降って湧いた苦境に社員が苦悩していたかというと、逮捕された経営幹部や、沖縄でなぜか致命傷が5カ所ある自殺体として発見された野口英昭エイチ・エス証券副社長などの当事者をのぞき、ライブドアの社員はどことなく現実味のない宙ぶらりんの状態にいたと思います。社員本人よりは、社員の老母が心労で心臓発作で倒れたとか、そういうことの方が多かったと思います。これは、私が子会社に属していたので、傍観者的な視点があるからかもしれません。

心理的には落ち着いてはいましたが、新規案件の受注は完全にゼロの状態が2月、3月とつづいて、さすがにこれはまずいな、CNETの転職をホントに紹介してもらおうかと思っていた頃に、会社を別の企業グループにM&Aで売却するという話が、社員を集めて原さんから通達されました。最終的に決まったのがグループウェアの大手企業サイボウズ社でした。なんでも8社くらいから打診があったそうです。その8社がどこなのかは、ラック社以外は教えてもらえませんでしたが。

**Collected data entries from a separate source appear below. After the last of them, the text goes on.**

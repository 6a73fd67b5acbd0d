//! Run state machine and the handle callers use to observe a run.
//!
//! [`RunState`] drives one playback run.  The presentation layer reads it
//! through a [`RunHandle`] to enable or disable playback controls.
//!
//! [`RunHandle`] is cheap to clone (`Arc` clone).  Every clone observes the
//! same run; state changes are published through a `tokio::sync::watch`
//! channel so callers can either poll [`RunHandle::state`] or await
//! [`RunHandle::wait`], or take a receiver from [`RunHandle::subscribe`].

use std::fmt;
use std::sync::Arc;

use tokio::sync::watch;

// ---------------------------------------------------------------------------
// RunState
// ---------------------------------------------------------------------------

/// States of one playback run.
///
/// ```text
/// Idle ──step handed to speech──▶ Starting ──audio began──▶ Speaking
///                                     ▲                        │
///                                     │                  utterance done
///                                     │                        ▼
///                                     └──hold over── PausedBetweenSteps
/// Speaking / Paused ──last step done──▶ Done
/// any live state   ──cancel──────────▶ Cancelled
/// any live state   ──speech error────▶ Failed
/// ```
///
/// `Done`, `Cancelled` and `Failed` are terminal: once reached, the state
/// never changes again.
#[derive(Debug, Clone, Copy, PartialEq, Eq, Default)]
pub enum RunState {
    /// Created, no step started yet.
    #[default]
    Idle,
    /// A step was handed to the speech port, which has not started
    /// rendering it yet.
    Starting,
    /// A step's utterance is audible.
    Speaking,
    /// Waiting out the hold that follows a step.
    PausedBetweenSteps,
    /// Every step ran to completion.
    Done,
    /// Stopped by a cancel or by a newer request.
    Cancelled,
    /// Speech failed or was unavailable.
    Failed,
}

impl RunState {
    /// ```
    /// use word_drill::playback::RunState;
    ///
    /// assert!(!RunState::Speaking.is_terminal());
    /// assert!(RunState::Done.is_terminal());
    /// assert!(RunState::Cancelled.is_terminal());
    /// assert!(RunState::Failed.is_terminal());
    /// ```
    pub fn is_terminal(&self) -> bool {
        matches!(self, RunState::Done | RunState::Cancelled | RunState::Failed)
    }

    /// Short label for status lines.
    pub fn label(&self) -> &'static str {
        match self {
            RunState::Idle => "Idle",
            RunState::Starting => "Loading",
            RunState::Speaking => "Speaking",
            RunState::PausedBetweenSteps => "Paused",
            RunState::Done => "Done",
            RunState::Cancelled => "Cancelled",
            RunState::Failed => "Failed",
        }
    }
}

// ---------------------------------------------------------------------------
// RunId / RunStatus
// ---------------------------------------------------------------------------

/// Identifier of a run, unique per sequencer and increasing.
#[derive(Debug, Clone, Copy, PartialEq, Eq, PartialOrd, Ord, Hash)]
pub struct RunId(pub(crate) u64);

impl fmt::Display for RunId {
    fn fmt(&self, f: &mut fmt::Formatter<'_>) -> fmt::Result {
        write!(f, "run {}", self.0)
    }
}

/// Snapshot published on every transition.
#[derive(Debug, Clone, Copy, PartialEq, Eq, Default)]
pub struct RunStatus {
    pub state: RunState,
    /// 0-based index of the current (or last) step.
    pub step: usize,
}

// ---------------------------------------------------------------------------
// RunHandle
// ---------------------------------------------------------------------------

#[derive(Debug)]
struct RunInner {
    id: RunId,
    total_steps: usize,
    status: watch::Sender<RunStatus>,
}

/// Shared view of one playback run.
#[derive(Debug, Clone)]
pub struct RunHandle {
    inner: Arc<RunInner>,
}

impl RunHandle {
    pub(crate) fn new(id: RunId, total_steps: usize) -> Self {
        let (status, _) = watch::channel(RunStatus::default());
        Self {
            inner: Arc::new(RunInner {
                id,
                total_steps,
                status,
            }),
        }
    }

    pub fn id(&self) -> RunId {
        self.inner.id
    }

    pub fn total_steps(&self) -> usize {
        self.inner.total_steps
    }

    pub fn status(&self) -> RunStatus {
        *self.inner.status.borrow()
    }

    pub fn state(&self) -> RunState {
        self.status().state
    }

    pub fn step_index(&self) -> usize {
        self.status().step
    }

    /// `true` until the run reaches a terminal state.
    pub fn is_active(&self) -> bool {
        !self.state().is_terminal()
    }

    /// Receiver that sees every status change, for presentation layers that
    /// prefer subscribing over polling.
    pub fn subscribe(&self) -> watch::Receiver<RunStatus> {
        self.inner.status.subscribe()
    }

    /// Wait until the run is over and return how it ended.
    pub async fn wait(&self) -> RunState {
        let mut rx = self.inner.status.subscribe();
        let state = match rx.wait_for(|status| status.state.is_terminal()).await {
            Ok(status) => status.state,
            // The sender lives as long as `self`, so this is unreachable.
            Err(_) => self.state(),
        };
        state
    }

    // -----------------------------------------------------------------------
    // Guarded transitions (sequencer only)
    // -----------------------------------------------------------------------
    //
    // `on_enter` runs while the status is locked, so anything it does is
    // ordered before a concurrent `finish` takes effect.

    /// Enter `Starting` for `step`.  Returns `false` if the run is already
    /// over, in which case the step must not start and `on_enter` is not
    /// called.
    pub(crate) fn begin_step(&self, step: usize, on_enter: impl FnOnce()) -> bool {
        self.inner.status.send_if_modified(|status| {
            if status.state.is_terminal() {
                return false;
            }
            *status = RunStatus {
                state: RunState::Starting,
                step,
            };
            on_enter();
            true
        })
    }

    /// Move from `Starting` to `Speaking`.  Returns `false` (without calling
    /// `on_enter`) unless the run is waiting for audio.
    pub(crate) fn audible(&self, on_enter: impl FnOnce()) -> bool {
        self.inner.status.send_if_modified(|status| {
            if status.state != RunState::Starting {
                return false;
            }
            status.state = RunState::Speaking;
            on_enter();
            true
        })
    }

    /// Enter `PausedBetweenSteps`.  Returns `false` if the run is over.
    pub(crate) fn pause(&self) -> bool {
        self.inner.status.send_if_modified(|status| {
            if status.state.is_terminal() {
                return false;
            }
            status.state = RunState::PausedBetweenSteps;
            true
        })
    }

    /// Move to the terminal `state`.  Only the first terminal transition
    /// wins; later ones return `false` and change nothing.
    pub(crate) fn finish(&self, state: RunState) -> bool {
        debug_assert!(state.is_terminal());
        self.inner.status.send_if_modified(|status| {
            if status.state.is_terminal() {
                return false;
            }
            status.state = state;
            true
        })
    }
}

// ---------------------------------------------------------------------------
// Tests
// ---------------------------------------------------------------------------

#[cfg(test)]
mod tests {
    use super::*;

    #[test]
    fn new_handle_is_idle_and_active() {
        let run = RunHandle::new(RunId(1), 4);
        assert_eq!(run.state(), RunState::Idle);
        assert_eq!(run.step_index(), 0);
        assert_eq!(run.total_steps(), 4);
        assert!(run.is_active());
    }

    #[test]
    fn steps_and_pauses_update_status() {
        let run = RunHandle::new(RunId(1), 2);
        assert!(run.begin_step(0, || {}));
        assert_eq!(run.state(), RunState::Starting);
        assert!(run.audible(|| {}));
        assert_eq!(run.state(), RunState::Speaking);
        assert!(!run.audible(|| panic!("already speaking")));
        assert!(run.pause());
        assert_eq!(run.state(), RunState::PausedBetweenSteps);
        assert!(run.begin_step(1, || {}));
        assert!(run.audible(|| {}));
        assert_eq!(
            run.status(),
            RunStatus {
                state: RunState::Speaking,
                step: 1
            }
        );
    }

    #[test]
    fn on_enter_runs_only_for_live_runs() {
        let run = RunHandle::new(RunId(5), 2);
        let mut entered = 0;
        run.begin_step(0, || entered += 1);
        run.finish(RunState::Cancelled);
        assert!(!run.begin_step(1, || entered += 1));
        assert!(!run.audible(|| entered += 1));
        assert_eq!(entered, 1);
    }

    #[test]
    fn first_terminal_transition_wins() {
        let run = RunHandle::new(RunId(7), 4);
        run.begin_step(1, || {});
        assert!(run.finish(RunState::Cancelled));
        assert!(!run.finish(RunState::Done));
        assert!(!run.finish(RunState::Failed));
        assert_eq!(run.state(), RunState::Cancelled);
        assert!(!run.is_active());
    }

    #[test]
    fn terminal_run_rejects_new_steps() {
        let run = RunHandle::new(RunId(2), 4);
        run.begin_step(1, || {});
        run.finish(RunState::Cancelled);
        assert!(!run.begin_step(2, || {}));
        assert!(!run.pause());
        assert_eq!(run.step_index(), 1);
    }

    #[test]
    fn clones_share_state() {
        let run = RunHandle::new(RunId(3), 1);
        let other = run.clone();
        run.finish(RunState::Done);
        assert_eq!(other.state(), RunState::Done);
    }

    #[tokio::test]
    async fn wait_resolves_on_terminal_state() {
        let run = RunHandle::new(RunId(4), 1);
        let waiter = {
            let run = run.clone();
            tokio::spawn(async move { run.wait().await })
        };
        run.begin_step(0, || {});
        run.finish(RunState::Failed);
        assert_eq!(waiter.await.unwrap(), RunState::Failed);
        // Already terminal: returns immediately.
        assert_eq!(run.wait().await, RunState::Failed);
    }

    #[test]
    fn run_id_display() {
        assert_eq!(RunId(3).to_string(), "run 3");
    }

    #[test]
    fn labels() {
        assert_eq!(RunState::PausedBetweenSteps.label(), "Paused");
        assert_eq!(RunState::Starting.label(), "Loading");
        assert_eq!(RunState::default().label(), "Idle");
    }
}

M&Aの最終段階で、津幡靖久さんという、今回のM&Aを進めたサイボウズの副社長と全員の顔合わせがありました。津幡さんは、石井隆監督の「GONIN」という映画で、大越というノンバンクの社長を演じた、俳優の永島敏行を鋭利にしたような人物で、サイボウズオフィスというグループウェアをメディアとして機能させるコンテンツが欲しいといった話をされました。津幡さんは、高そうなスーツにノーネクタイで、白いワイシャツのボタンをまだ3月だというのに3つか4つ外して日焼けした分厚い胸板をチラ見せしつつ、BREITLINGの腕時計で決めていました。

ネットアンドセキュリティ総研社の社員全員の雇用を、売却先でも正社員として保障した状態で、企業イメージがすこぶるいい大手企業にわずか数か月で見事に売却した原さんですが、その後、北海道に引っ越して奥様と念願の引退生活に入り、新社長には津幡さんが就任しました。